5. RenewPOST /domains/ote-renew.$TEST_TLD/renew. Retry with the same key and confirm no duplicate debit or expiry jump.

6. Metadata UpdatePATCH /domains/ote-update.$TEST_TLD with registrant metadata and a stable idempotency key.

7. TransferPOST /domains/ote-transfer.$TEST_TLD/transfer with gaining registrar metadata. Retry with the same key and confirm transfer intent is auditable.

8. NameserversPUT /domains/ote-ns.$TEST_TLD/nameservers with two valid hosts. Expect pending backend apply.

9. Delete / CancelDELETE /domains/ote-delete.$TEST_TLD. Retry with the same key and confirm it does not fail as already deleted.

10. PollGET /poll?idempotency_key=... and confirm every command appears with the expected status, domain, and idempotency key.

Sample Create

curl -sS "$REGISTRY_BASE/domains" \
  -H "Authorization: Bearer $REGISTRY_TOKEN" \
  -H "Content-Type: application/json" \
  -d '{
    "domain": "ote-livecheck.defiwallet",
    "years": 1,
    "registrant_email": "ote-customer@example.invalid",
    "registrant_external_id": "registrar-ote-customer-001",
    "idempotency_key": "ote-create-001"
  }'

Sample Audit Poll

curl -sS "$REGISTRY_BASE/poll?idempotency_key=ote-create-001&command=create_domain&status=success&domain=ote-livecheck.defiwallet&limit=1" \
  -H "Authorization: Bearer $REGISTRY_TOKEN"

Pass Criteria

Command coverageAvailability, create, info, renew, update, transfer, nameserver update, delete/cancel, and poll all complete.

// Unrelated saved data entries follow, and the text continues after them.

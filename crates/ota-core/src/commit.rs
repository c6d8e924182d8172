//! Staged writer: the state machine that turns a remote image into a
//! committed boot slot.
//!
//! ```text
//! Idle -> HeaderFetched -> PolicyApproved -> Writing -> FullyReceived
//!      -> Finalizing -> Committed
//! ```
//!
//! Every non-terminal state can fall into `Aborted(kind)`; `HeaderFetched`
//! can also end in `Skipped(reason)`. Once the inactive slot has been
//! touched, every abort discards it. The active slot only changes inside
//! [`SlotStorage::validate_and_activate`].

use serde::{Deserialize, Serialize};
use tokio::sync::mpsc;
use tracing::{debug, error, info, warn};

use crate::error::{ErrorKind, OtaError};
use crate::header::{InspectedHeader, extract_descriptor};
use crate::platform::SlotStorage;
use crate::policy::{PolicyConfig, PolicyDecision, RejectReason, SkipReason, evaluate};
use crate::transport::{FetchRequest, ImageStream, Transport};

/// Commit manager state
#[derive(Debug, Clone, Copy, Default, PartialEq, Eq, Serialize, Deserialize)]
pub enum CommitState {
    /// Nothing done yet
    #[default]
    Idle,
    /// Transport open and candidate header inspected
    HeaderFetched,
    /// Policy decided to install the candidate
    PolicyApproved,
    /// Inactive slot prepared and receiving bytes
    Writing,
    /// Every declared byte written
    FullyReceived,
    /// Validating and activating the written image
    Finalizing,
    /// New image is the boot target
    Committed,
    /// Candidate not installed; running firmware kept
    Skipped(SkipReason),
    /// Attempt terminated with an error
    Aborted(ErrorKind),
}

impl CommitState {
    /// Whether no further transition is possible
    pub fn is_terminal(&self) -> bool {
        matches!(
            self,
            CommitState::Committed | CommitState::Skipped(_) | CommitState::Aborted(_)
        )
    }

    /// Outcome for a terminal state
    pub fn outcome(&self) -> Option<UpdateOutcome> {
        match self {
            CommitState::Committed => Some(UpdateOutcome::Succeeded),
            CommitState::Skipped(reason) => Some(UpdateOutcome::Skipped(*reason)),
            CommitState::Aborted(kind) => Some(UpdateOutcome::Failed(*kind)),
            _ => None,
        }
    }
}

impl std::fmt::Display for CommitState {
    fn fmt(&self, f: &mut std::fmt::Formatter<'_>) -> std::fmt::Result {
        match self {
            CommitState::Skipped(reason) => write!(f, "Skipped({reason})"),
            CommitState::Aborted(kind) => write!(f, "Aborted({kind})"),
            other => write!(f, "{other:?}"),
        }
    }
}

/// Result of one update attempt
#[derive(Debug, Clone, Copy, PartialEq, Eq, Serialize, Deserialize)]
pub enum UpdateOutcome {
    /// Running firmware kept on purpose
    Skipped(SkipReason),
    /// Candidate committed; a restart follows
    Succeeded,
    /// Attempt failed; running firmware untouched
    Failed(ErrorKind),
}

/// Drives one update attempt through [`CommitState`].
///
/// Holds exclusive access to the slot storage for its lifetime.
pub struct CommitManager<'a, T, S>
where
    T: Transport,
    S: SlotStorage + ?Sized,
{
    transport: &'a T,
    storage: &'a mut S,
    request: FetchRequest,
    policy: PolicyConfig,
    cancel_rx: Option<mpsc::Receiver<()>>,
    state: CommitState,
    history: Vec<CommitState>,
    stream: Option<T::Stream>,
    header: Option<InspectedHeader>,
    declared_len: Option<u64>,
    bytes_written: u64,
    slot_touched: bool,
}

impl<'a, T, S> CommitManager<'a, T, S>
where
    T: Transport,
    S: SlotStorage + ?Sized,
{
    /// Create a manager in [`CommitState::Idle`]
    pub fn new(
        transport: &'a T,
        storage: &'a mut S,
        request: FetchRequest,
        policy: PolicyConfig,
    ) -> Self {
        Self {
            transport,
            storage,
            request,
            policy,
            cancel_rx: None,
            state: CommitState::Idle,
            history: vec![CommitState::Idle],
            stream: None,
            header: None,
            declared_len: None,
            bytes_written: 0,
            slot_touched: false,
        }
    }

    /// Abort with [`ErrorKind::Cancelled`] once a message arrives on `cancel_rx`
    pub fn with_cancellation(mut self, cancel_rx: mpsc::Receiver<()>) -> Self {
        self.cancel_rx = Some(cancel_rx);
        self
    }

    /// Current state
    pub fn state(&self) -> CommitState {
        self.state
    }

    /// Every state entered so far, starting with `Idle`
    pub fn history(&self) -> &[CommitState] {
        &self.history
    }

    /// Bytes written to the inactive slot
    pub fn bytes_written(&self) -> u64 {
        self.bytes_written
    }

    /// Run until a terminal state is reached
    pub async fn run(&mut self) -> UpdateOutcome {
        loop {
            if let Some(outcome) = self.step().await.outcome() {
                return outcome;
            }
        }
    }

    /// Perform one transition and return the state entered.
    ///
    /// Terminal states are returned unchanged.
    pub async fn step(&mut self) -> CommitState {
        if self.state.is_terminal() {
            return self.state;
        }
        if self.cancel_requested() {
            return self.abort(OtaError::Cancelled).await;
        }

        let result = match self.state {
            CommitState::Idle => self.fetch_header().await,
            CommitState::HeaderFetched => self.apply_policy().await,
            CommitState::PolicyApproved => self.begin_write().await,
            CommitState::Writing => self.receive_body().await,
            CommitState::FullyReceived => Ok(CommitState::Finalizing),
            CommitState::Finalizing => self.finalize().await,
            terminal => Ok(terminal),
        };

        match result {
            Ok(next) => self.enter(next),
            Err(e) => self.abort(e).await,
        }
    }

    fn cancel_requested(&mut self) -> bool {
        self.cancel_rx
            .as_mut()
            .is_some_and(|rx| rx.try_recv().is_ok())
    }

    fn enter(&mut self, next: CommitState) -> CommitState {
        debug!(from = %self.state, to = %next, "Commit state transition");
        self.state = next;
        self.history.push(next);

        match next {
            CommitState::Committed => {
                info!(bytes = self.bytes_written, "Firmware image committed");
            }
            CommitState::Skipped(reason) => {
                info!(%reason, "Firmware update skipped");
            }
            _ => {}
        }
        if next.is_terminal() {
            self.stream = None;
        }
        next
    }

    async fn abort(&mut self, err: OtaError) -> CommitState {
        let kind = err.kind();
        if self.slot_touched {
            if let Err(e) = self.storage.discard_inactive().await {
                error!(error = %e, "Failed to discard inactive slot");
            }
            self.slot_touched = false;
        }

        if kind == ErrorKind::Cancelled {
            warn!(state = %self.state, "Firmware update cancelled");
        } else {
            error!(state = %self.state, reason = %kind, error = %err, "Firmware update aborted");
        }
        self.enter(CommitState::Aborted(kind))
    }

    async fn fetch_header(&mut self) -> Result<CommitState, OtaError> {
        info!(url = %self.request.url, "Fetching firmware image header");
        let mut stream = self.transport.open(&self.request).await?;
        let header = extract_descriptor(&mut stream).await?;

        self.declared_len = stream.content_length();
        info!(
            version = header.descriptor.version(),
            hash = %header.descriptor.content_hash(),
            secure_version = header.descriptor.security_version(),
            declared_len = ?self.declared_len,
            "Candidate firmware"
        );

        self.stream = Some(stream);
        self.header = Some(header);
        Ok(CommitState::HeaderFetched)
    }

    async fn apply_policy(&mut self) -> Result<CommitState, OtaError> {
        let Some(header) = self.header.as_ref() else {
            return Err(OtaError::TransportIo("no inspected header".to_string()));
        };

        let running = match self.storage.running_descriptor().await {
            Ok(desc) => {
                info!(
                    version = desc.version(),
                    hash = %desc.content_hash(),
                    "Running firmware"
                );
                Some(desc)
            }
            Err(e) => {
                warn!(error = %e, "Failed to read running firmware descriptor");
                None
            }
        };
        let floor = self.storage.security_version_floor();

        match evaluate(running.as_ref(), &header.descriptor, floor, &self.policy) {
            PolicyDecision::Proceed => Ok(CommitState::PolicyApproved),
            PolicyDecision::Skip(reason) => Ok(CommitState::Skipped(reason)),
            PolicyDecision::Reject(RejectReason::SecurityVersionTooLow { candidate, floor }) => {
                Err(OtaError::SecurityVersionTooLow { candidate, floor })
            }
        }
    }

    async fn begin_write(&mut self) -> Result<CommitState, OtaError> {
        let prefix = self
            .header
            .as_mut()
            .map(|h| std::mem::take(&mut h.prefix))
            .unwrap_or_default();

        self.slot_touched = true;
        self.storage
            .prepare_inactive(self.declared_len)
            .await
            .map_err(|e| OtaError::StorageWriteFailure(e.to_string()))?;
        self.write(&prefix).await?;
        Ok(CommitState::Writing)
    }

    async fn receive_body(&mut self) -> Result<CommitState, OtaError> {
        let Some(mut stream) = self.stream.take() else {
            return Err(OtaError::TransportIo("image stream closed".to_string()));
        };

        loop {
            if self.cancel_requested() {
                return Err(OtaError::Cancelled);
            }
            match stream.read_next_chunk().await? {
                Some(chunk) => self.write(&chunk).await?,
                None => break,
            }
        }

        if let Some(expected) = self.declared_len
            && self.bytes_written != expected
        {
            return Err(OtaError::IncompleteImage {
                received: self.bytes_written,
                expected,
            });
        }
        Ok(CommitState::FullyReceived)
    }

    async fn write(&mut self, bytes: &[u8]) -> Result<(), OtaError> {
        let len = u64::try_from(bytes.len()).unwrap_or(u64::MAX);
        let total = self.bytes_written.saturating_add(len);
        if let Some(expected) = self.declared_len
            && total > expected
        {
            return Err(OtaError::IncompleteImage {
                received: total,
                expected,
            });
        }

        self.storage
            .write_chunk(bytes)
            .await
            .map_err(|e| OtaError::StorageWriteFailure(e.to_string()))?;
        self.bytes_written = total;
        debug!(written = total, total = ?self.declared_len, "Image write progress");
        Ok(())
    }

    async fn finalize(&mut self) -> Result<CommitState, OtaError> {
        self.storage
            .validate_and_activate()
            .await
            .map_err(|e| OtaError::ValidationFailed(e.to_string()))?;
        self.slot_touched = false;
        Ok(CommitState::Committed)
    }
}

Retry safetyRetries with the same idempotency key replay safely. Conflicting key reuse returns 409 duplicate_idempotency_key_conflict.

Rate-limit handlingThe registrar backs off on 429 registrar_rate_limit_exceeded using the Retry-After and X-RateLimit response headers.

Audit matchThe registrar can provide request ids, idempotency keys, response timestamps, and poll output for every command.

Evidence reportUse the OT&E evidence template to record each command, retry, poll result, rate-limit behavior, and reviewer decision.

No secret exposureThe registrar confirms the bearer token is never exposed client-side or in public logs.

Support pathThe registrar has a support contact and escalation path for failed provisioning or customer ownership disputes.

Archive The Run

After command evidence is reviewed, an operator records a named OT&E run in /admin/interop and exports Archive MD from /admin/registrar-ote-runs/<run_id>/evidence-archive.md. Attach that Markdown archive and its SHA-256 fingerprint to the registrar ticket before production review.

Not A Production Approval

Passing OT&E proves command compatibility only. Production access still requires commercial approval, namespace-owner approval, registrar support readiness, rate-limit agreement, and launch signoff.